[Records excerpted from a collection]
·····
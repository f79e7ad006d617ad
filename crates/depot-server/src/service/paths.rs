//! Storage layout of the depot bucket.
//!
//! The layout is a fixed contract shared with the provisioner and every
//! tool that reads the bucket directly:
//!
//! ```text
//! models/{folder}/{name}                    model files, one folder per category
//! custom-nodes/{package}/{version}/         installed package trees
//! custom-nodes/{package}/{version}/.complete  marker written after a full upload
//! workflows/{id}/workflow.json              uploaded source graph
//! workflows/{id}/dependencies.json          extracted manifest
//! provision/{id}.json                       recorded provisioning requests
//! ```

use depot_workflow::manifest::ModelCategory;
use uuid::Uuid;

/// Prefix for model files.
pub const MODELS_PREFIX: &str = "models";

/// Prefix for installed custom-node packages.
pub const CUSTOM_NODES_PREFIX: &str = "custom-nodes";

/// Prefix for stored workflow analyses.
pub const WORKFLOWS_PREFIX: &str = "workflows";

/// Prefix for recorded provisioning requests.
pub const PROVISION_PREFIX: &str = "provision";

/// Marker object the provisioner writes once a package upload completes.
///
/// Package presence is approximated by this marker: a partially uploaded
/// package tree without it does not count as available.
pub const COMPLETION_MARKER: &str = ".complete";

/// Key of a model file in its category folder.
pub fn model_key(category: ModelCategory, name: &str) -> String {
    format!("{MODELS_PREFIX}/{}/{name}", category.storage_folder())
}

/// Prefix of an installed package tree.
pub fn package_prefix(node: &str, version: &str) -> String {
    format!("{CUSTOM_NODES_PREFIX}/{node}/{version}/")
}

/// Key of the completion marker of an installed package.
pub fn package_marker_key(node: &str, version: &str) -> String {
    format!("{}{COMPLETION_MARKER}", package_prefix(node, version))
}

/// Key of a stored workflow graph.
pub fn workflow_key(id: Uuid) -> String {
    format!("{WORKFLOWS_PREFIX}/{id}/workflow.json")
}

/// Key of a stored dependency manifest.
pub fn dependencies_key(id: Uuid) -> String {
    format!("{WORKFLOWS_PREFIX}/{id}/dependencies.json")
}

/// Key of a recorded provisioning request.
pub fn provision_request_key(id: Uuid) -> String {
    format!("{PROVISION_PREFIX}/{id}.json")
}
·····
Action item:
Which of the lines above carry the string "ModelCategory"? Copy every one.

Answer for this exercise:
use depot_workflow::manifest::ModelCategory;
pub fn model_key(category: ModelCategory, name: &str) -> String {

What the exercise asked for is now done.